● **PROBLEM**:
Below is a set of records. Please retype every one exactly.
= Beginning of Section =
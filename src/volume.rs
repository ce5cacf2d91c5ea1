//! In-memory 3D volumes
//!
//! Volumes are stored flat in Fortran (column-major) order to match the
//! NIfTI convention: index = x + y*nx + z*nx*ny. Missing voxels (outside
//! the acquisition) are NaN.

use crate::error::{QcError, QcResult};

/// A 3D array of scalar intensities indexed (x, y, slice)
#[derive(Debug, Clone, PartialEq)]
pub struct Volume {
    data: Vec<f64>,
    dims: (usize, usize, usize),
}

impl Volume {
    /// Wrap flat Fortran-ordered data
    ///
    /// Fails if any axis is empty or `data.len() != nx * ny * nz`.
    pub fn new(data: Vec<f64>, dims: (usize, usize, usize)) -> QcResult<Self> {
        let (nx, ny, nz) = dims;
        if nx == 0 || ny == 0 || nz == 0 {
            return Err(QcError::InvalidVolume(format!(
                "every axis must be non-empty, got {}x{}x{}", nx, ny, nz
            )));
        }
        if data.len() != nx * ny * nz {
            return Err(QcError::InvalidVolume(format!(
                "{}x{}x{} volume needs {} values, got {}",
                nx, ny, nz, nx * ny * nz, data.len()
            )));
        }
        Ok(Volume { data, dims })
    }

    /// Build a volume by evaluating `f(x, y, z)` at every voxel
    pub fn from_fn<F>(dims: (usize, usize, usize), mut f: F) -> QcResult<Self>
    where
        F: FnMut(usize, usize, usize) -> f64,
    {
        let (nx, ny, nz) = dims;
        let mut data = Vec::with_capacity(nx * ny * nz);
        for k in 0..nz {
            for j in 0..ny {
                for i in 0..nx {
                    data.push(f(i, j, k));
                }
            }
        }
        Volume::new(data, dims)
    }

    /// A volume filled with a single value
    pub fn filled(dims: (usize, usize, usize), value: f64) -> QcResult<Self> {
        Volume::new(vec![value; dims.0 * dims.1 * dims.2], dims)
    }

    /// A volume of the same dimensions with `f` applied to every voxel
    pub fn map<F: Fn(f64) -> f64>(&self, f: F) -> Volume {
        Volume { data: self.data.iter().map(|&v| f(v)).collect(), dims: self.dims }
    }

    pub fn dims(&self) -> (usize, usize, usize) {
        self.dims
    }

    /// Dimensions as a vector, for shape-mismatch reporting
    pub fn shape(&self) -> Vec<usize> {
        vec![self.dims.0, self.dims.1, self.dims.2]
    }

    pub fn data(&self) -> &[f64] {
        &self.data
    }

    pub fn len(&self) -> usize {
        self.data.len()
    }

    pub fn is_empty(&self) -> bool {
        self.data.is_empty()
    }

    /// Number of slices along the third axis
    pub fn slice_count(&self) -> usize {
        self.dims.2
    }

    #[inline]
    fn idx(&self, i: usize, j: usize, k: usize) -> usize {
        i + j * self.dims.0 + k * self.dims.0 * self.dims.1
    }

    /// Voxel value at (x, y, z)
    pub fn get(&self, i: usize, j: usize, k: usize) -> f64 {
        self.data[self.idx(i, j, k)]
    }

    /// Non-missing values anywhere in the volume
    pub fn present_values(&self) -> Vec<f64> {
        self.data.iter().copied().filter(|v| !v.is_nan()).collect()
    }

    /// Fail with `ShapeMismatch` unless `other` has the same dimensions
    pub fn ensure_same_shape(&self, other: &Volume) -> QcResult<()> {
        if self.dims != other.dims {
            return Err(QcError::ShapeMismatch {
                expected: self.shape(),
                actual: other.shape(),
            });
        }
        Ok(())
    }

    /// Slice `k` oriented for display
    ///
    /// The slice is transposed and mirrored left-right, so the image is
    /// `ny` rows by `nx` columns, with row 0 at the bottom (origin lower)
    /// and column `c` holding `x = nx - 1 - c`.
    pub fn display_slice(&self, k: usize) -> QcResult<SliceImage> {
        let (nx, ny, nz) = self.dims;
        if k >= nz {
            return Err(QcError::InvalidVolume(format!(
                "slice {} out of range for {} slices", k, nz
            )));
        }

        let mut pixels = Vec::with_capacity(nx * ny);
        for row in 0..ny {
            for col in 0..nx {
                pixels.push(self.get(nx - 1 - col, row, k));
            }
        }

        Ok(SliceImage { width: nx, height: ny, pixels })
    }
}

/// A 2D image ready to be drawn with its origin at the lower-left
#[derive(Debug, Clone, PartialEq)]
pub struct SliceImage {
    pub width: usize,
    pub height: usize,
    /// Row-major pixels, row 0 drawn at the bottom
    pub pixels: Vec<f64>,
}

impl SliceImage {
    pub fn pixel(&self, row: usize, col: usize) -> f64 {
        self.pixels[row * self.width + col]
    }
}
= End of Section =
● **OUTPUT BELOW**:
filename src/volume.rs
repository ce5cacf2d91c5ea1
//! In-memory 3D volumes
//!
//! Volumes are stored flat in Fortran (column-major) order to match the
//! NIfTI convention: index = x + y*nx + z*nx*ny. Missing voxels (outside
//! the acquisition) are NaN.

use crate::error::{QcError, QcResult};

/// A 3D array of scalar intensities indexed (x, y, slice)
#[derive(Debug, Clone, PartialEq)]
pub struct Volume {
    data: Vec<f64>,
    dims: (usize, usize, usize),
}

impl Volume {
    /// Wrap flat Fortran-ordered data
    ///
    /// Fails if any axis is empty or `data.len() != nx * ny * nz`.
    pub fn new(data: Vec<f64>, dims: (usize, usize, usize)) -> QcResult<Self> {
        let (nx, ny, nz) = dims;
        if nx == 0 || ny == 0 || nz == 0 {
            return Err(QcError::InvalidVolume(format!(
                "every axis must be non-empty, got {}x{}x{}", nx, ny, nz
            )));
        }
        if data.len() != nx * ny * nz {
            return Err(QcError::InvalidVolume(format!(
                "{}x{}x{} volume needs {} values, got {}",
                nx, ny, nz, nx * ny * nz, data.len()
            )));
        }
        Ok(Volume { data, dims })
    }

    /// Build a volume by evaluating `f(x, y, z)` at every voxel
    pub fn from_fn<F>(dims: (usize, usize, usize), mut f: F) -> QcResult<Self>
    where
        F: FnMut(usize, usize, usize) -> f64,
    {
        let (nx, ny, nz) = dims;
        let mut data = Vec::with_capacity(nx * ny * nz);
        for k in 0..nz {
            for j in 0..ny {
                for i in 0..nx {
                    data.push(f(i, j, k));
                }
            }
        }
        Volume::new(data, dims)
    }

    /// A volume filled with a single value
    pub fn filled(dims: (usize, usize, usize), value: f64) -> QcResult<Self> {
        Volume::new(vec![value; dims.0 * dims.1 * dims.2], dims)
    }

    /// A volume of the same dimensions with `f` applied to every voxel
    pub fn map<F: Fn(f64) -> f64>(&self, f: F) -> Volume {
        Volume { data: self.data.iter().map(|&v| f(v)).collect(), dims: self.dims }
    }

    pub fn dims(&self) -> (usize, usize, usize) {
        self.dims
    }

    /// Dimensions as a vector, for shape-mismatch reporting
    pub fn shape(&self) -> Vec<usize> {
        vec![self.dims.0, self.dims.1, self.dims.2]
    }

    pub fn data(&self) -> &[f64] {
        &self.data
    }

    pub fn len(&self) -> usize {
        self.data.len()
    }

    pub fn is_empty(&self) -> bool {
        self.data.is_empty()
    }

    /// Number of slices along the third axis
    pub fn slice_count(&self) -> usize {
        self.dims.2
    }

    #[inline]
    fn idx(&self, i: usize, j: usize, k: usize) -> usize {
        i + j * self.dims.0 + k * self.dims.0 * self.dims.1
    }

    /// Voxel value at (x, y, z)
    pub fn get(&self, i: usize, j: usize, k: usize) -> f64 {
        self.data[self.idx(i, j, k)]
    }

    /// Non-missing values anywhere in the volume
    pub fn present_values(&self) -> Vec<f64> {
        self.data.iter().copied().filter(|v| !v.is_nan()).collect()
    }

    /// Fail with `ShapeMismatch` unless `other` has the same dimensions
    pub fn ensure_same_shape(&self, other: &Volume) -> QcResult<()> {
        if self.dims != other.dims {
            return Err(QcError::ShapeMismatch {
                expected: self.shape(),
                actual: other.shape(),
            });
        }
        Ok(())
    }

    /// Slice `k` oriented for display
    ///
    /// The slice is transposed and mirrored left-right, so the image is
    /// `ny` rows by `nx` columns, with row 0 at the bottom (origin lower)
    /// and column `c` holding `x = nx - 1 - c`.
    pub fn display_slice(&self, k: usize) -> QcResult<SliceImage> {
        let (nx, ny, nz) = self.dims;
        if k >= nz {
            return Err(QcError::InvalidVolume(format!(
                "slice {} out of range for {} slices", k, nz
            )));
        }

        let mut pixels = Vec::with_capacity(nx * ny);
        for row in 0..ny {
            for col in 0..nx {
                pixels.push(self.get(nx - 1 - col, row, k));
            }
        }

        Ok(SliceImage { width: nx, height: ny, pixels })
    }
}

/// A 2D image ready to be drawn with its origin at the lower-left
#[derive(Debug, Clone, PartialEq)]
pub struct SliceImage {
    pub width: usize,
    pub height: usize,
    /// Row-major pixels, row 0 drawn at the bottom
    pub pixels: Vec<f64>,
}

impl SliceImage {
    pub fn pixel(&self, row: usize, col: usize) -> f64 {
        self.pixels[row * self.width + col]
    }
}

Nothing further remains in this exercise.